> What to do: Scan the listing and work out how many lines contain the word "serde". Nothing but the number should be given.

#####

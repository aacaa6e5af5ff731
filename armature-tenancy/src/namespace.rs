//! Namespace Validation
//!
//! A namespace is the schema (PostgreSQL) or database (MySQL) that holds a
//! tenant's private tables. Its name is interpolated into DDL, where bind
//! parameters are not allowed, so every identifier passes through
//! [`validate`] before any statement is built from it.
//!
//! ```
//! use armature_tenancy::namespace;
//!
//! assert!(namespace::validate("tenant1").is_ok());
//! assert!(namespace::validate("pg_tenant").is_err());
//! ```

use crate::error::{TenancyError, TenancyResult};
use once_cell::sync::Lazy;
use regex::Regex;

/// Environment variable overriding the public namespace name.
pub const PUBLIC_SCHEMA_ENV: &str = "GMT_PUBLIC_SCHEMA_NAME";

/// Public namespace name used when the environment does not override it.
pub const DEFAULT_PUBLIC_SCHEMA: &str = "public";

/// Prefix PostgreSQL reserves for system schemas.
pub const RESERVED_PREFIX: &str = "pg_";

static NAMESPACE_PATTERN: Lazy<Regex> =
    Lazy::new(|| Regex::new(r"^[_a-zA-Z][_a-zA-Z0-9]{2,}$").expect("valid namespace regex"));

/// Validate a tenant namespace identifier.
///
/// Fails with [`TenancyError::InvalidTenant`] for an empty name,
/// [`TenancyError::InvalidPattern`] when the name does not match
/// `^[_a-zA-Z][_a-zA-Z0-9]{2,}$`, and [`TenancyError::ReservedPrefix`] when it
/// starts with `pg_`. The reserved prefix is rejected on every backend.
pub fn validate(name: &str) -> TenancyResult<()> {
    if name.is_empty() {
        return Err(TenancyError::InvalidTenant);
    }

    if !NAMESPACE_PATTERN.is_match(name) {
        return Err(TenancyError::InvalidPattern(name.to_string()));
    }

    if name.starts_with(RESERVED_PREFIX) {
        return Err(TenancyError::ReservedPrefix(name.to_string()));
    }

    Ok(())
}

/// The public namespace name, read from `GMT_PUBLIC_SCHEMA_NAME`.
///
/// Falls back to `"public"` when the variable is unset or blank.
pub fn public_schema_name() -> String {
    public_schema_from(std::env::var(PUBLIC_SCHEMA_ENV).ok())
}

fn public_schema_from(value: Option<String>) -> String {
    value
        .map(|v| v.trim().to_string())
        .filter(|v| !v.is_empty())
        .unwrap_or_else(|| DEFAULT_PUBLIC_SCHEMA.to_string())
}

/// Prefix that shared table names must carry, e.g. `"public."`.
pub fn shared_table_prefix(public_schema: &str) -> String {
    format!("{public_schema}.")
}

#[cfg(test)]
mod tests {
    use super::*;

    #[test]
    fn test_valid_names() {
        for name in ["tenant1", "_t1", "abc", "Acme_Corp", "tenant_2024", "___"] {
            assert!(validate(name).is_ok(), "{name} should be valid");
        }
    }

    #[test]
    fn test_too_short() {
        assert!(matches!(validate("ab"), Err(TenancyError::InvalidPattern(_))));
    }

    #[test]
    fn test_leading_digit() {
        assert!(matches!(validate("1abc"), Err(TenancyError::InvalidPattern(_))));
    }

    #[test]
    fn test_reserved_prefix() {
        assert!(matches!(
            validate("pg_tenant"),
            Err(TenancyError::ReservedPrefix(_))
        ));
    }

    #[test]
    fn test_empty_is_invalid_tenant() {
        assert!(matches!(validate(""), Err(TenancyError::InvalidTenant)));
    }

    #[test]
    fn test_rejects_injection_attempts() {
        for name in [
            "acme; DROP SCHEMA public",
            "acme\"",
            "acme`",
            "ac-me",
            "acme.books",
            "tenant 1",
        ] {
            assert!(
                matches!(validate(name), Err(TenancyError::InvalidPattern(_))),
                "{name} should be rejected"
            );
        }
    }

    #[test]
    fn test_public_schema_override() {
        assert_eq!(public_schema_from(None), "public");
        assert_eq!(public_schema_from(Some(String::new())), "public");
        assert_eq!(public_schema_from(Some("  ".to_string())), "public");
        assert_eq!(public_schema_from(Some(" shared ".to_string())), "shared");
    }

    #[test]
    fn test_shared_table_prefix() {
        assert_eq!(shared_table_prefix("public"), "public.");
        assert_eq!(shared_table_prefix("shared"), "shared.");
    }
}
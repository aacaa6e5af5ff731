//! Retry with exponential backoff.
//!
//! Used for lock acquisition and for whole migration or offboarding
//! attempts. The delay doubles after every failed attempt and is capped at
//! `max_interval`.
//!
//! ## Example
//!
//! ```rust,ignore
//! let policy = RetryPolicy::default().max_retries(3);
//! let mut backoff = policy.backoff("acquire lock");
//!
//! loop {
//!     match try_something().await {
//!         Ok(v) => break Ok(v),
//!         Err(e) if e.is_retryable() && backoff.wait(&e).await => continue,
//!         Err(e) => break Err(backoff.exhausted(e)),
//!     }
//! }
//! ```

use crate::error::TenancyError;
use crate::logging::{debug, log_warn};
use serde::{Deserialize, Serialize};
use std::time::Duration;

/// Default number of retries after the first attempt.
pub const DEFAULT_MAX_RETRIES: u32 = 6;

/// Default delay before the first retry.
pub const DEFAULT_INTERVAL: Duration = Duration::from_secs(2);

/// Default cap on the delay between retries.
pub const DEFAULT_MAX_INTERVAL: Duration = Duration::from_secs(30);

/// Exponential backoff policy.
#[derive(Debug, Clone, Copy, PartialEq, Eq, Serialize, Deserialize)]
pub struct RetryPolicy {
    /// Retries after the first attempt.
    #[serde(default = "default_max_retries")]
    pub max_retries: u32,

    /// Delay before the first retry.
    #[serde(default = "default_interval", with = "humantime_serde")]
    pub interval: Duration,

    /// Upper bound for any single delay.
    #[serde(default = "default_max_interval", with = "humantime_serde")]
    pub max_interval: Duration,
}

fn default_max_retries() -> u32 {
    DEFAULT_MAX_RETRIES
}

fn default_interval() -> Duration {
    DEFAULT_INTERVAL
}

fn default_max_interval() -> Duration {
    DEFAULT_MAX_INTERVAL
}

impl Default for RetryPolicy {
    fn default() -> Self {
        Self {
            max_retries: DEFAULT_MAX_RETRIES,
            interval: DEFAULT_INTERVAL,
            max_interval: DEFAULT_MAX_INTERVAL,
        }
    }
}

impl RetryPolicy {
    /// Create a policy.
    pub fn new(max_retries: u32, interval: Duration, max_interval: Duration) -> Self {
        Self {
            max_retries,
            interval,
            max_interval,
        }
    }

    /// Set the number of retries.
    pub fn max_retries(mut self, max_retries: u32) -> Self {
        self.max_retries = max_retries;
        self
    }

    /// Set the initial delay.
    pub fn interval(mut self, interval: Duration) -> Self {
        self.interval = interval;
        self
    }

    /// Set the delay cap.
    pub fn max_interval(mut self, max_interval: Duration) -> Self {
        self.max_interval = max_interval;
        self
    }

    /// Delay before retry number `retry` (0-indexed).
    pub fn delay_for_attempt(&self, retry: u32) -> Duration {
        let factor = 2u32.checked_pow(retry).unwrap_or(u32::MAX);
        self.interval
            .checked_mul(factor)
            .unwrap_or(self.max_interval)
            .min(self.max_interval)
    }

    /// Start tracking a single operation.
    pub fn backoff(&self, operation: &'static str) -> Backoff {
        Backoff {
            policy: *self,
            operation,
            attempts: 1,
        }
    }

    /// Rough upper bound on the total time spent sleeping.
    pub fn total_delay(&self) -> Duration {
        (0..self.max_retries).map(|n| self.delay_for_attempt(n)).sum()
    }
}

/// Attempt counter for one retried operation.
#[derive(Debug)]
pub struct Backoff {
    policy: RetryPolicy,
    operation: &'static str,
    attempts: u32,
}

impl Backoff {
    /// Attempts made so far, counting the first.
    pub fn attempts(&self) -> u32 {
        self.attempts
    }

    /// Next delay, or `None` once the retries are spent.
    pub fn next_delay(&mut self) -> Option<Duration> {
        let retry = self.attempts - 1;
        if retry >= self.policy.max_retries {
            return None;
        }
        self.attempts += 1;
        Some(self.policy.delay_for_attempt(retry))
    }

    /// Sleep before the next attempt. Returns `false` when retries are spent.
    pub async fn wait(&mut self, error: &TenancyError) -> bool {
        let failed_attempt = self.attempts;
        match self.next_delay() {
            Some(delay) => {
                debug!(
                    operation = self.operation,
                    attempt = failed_attempt,
                    max_retries = self.policy.max_retries,
                    delay = ?delay,
                    error = %error,
                    "attempt failed, retrying"
                );
                if delay > Duration::ZERO {
                    tokio::time::sleep(delay).await;
                }
                true
            }
            None => {
                log_warn!(
                    operation = self.operation,
                    attempts = failed_attempt,
                    error = %error,
                    "final attempt failed"
                );
                false
            }
        }
    }

    /// Wrap the last error with the attempt count.
    pub fn exhausted(&self, error: TenancyError) -> TenancyError {
        if self.attempts <= 1 {
            return error;
        }
        TenancyError::RetryExhausted {
            attempts: self.attempts,
            source: Box::new(error),
        }
    }
}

#####

> Answer space: 4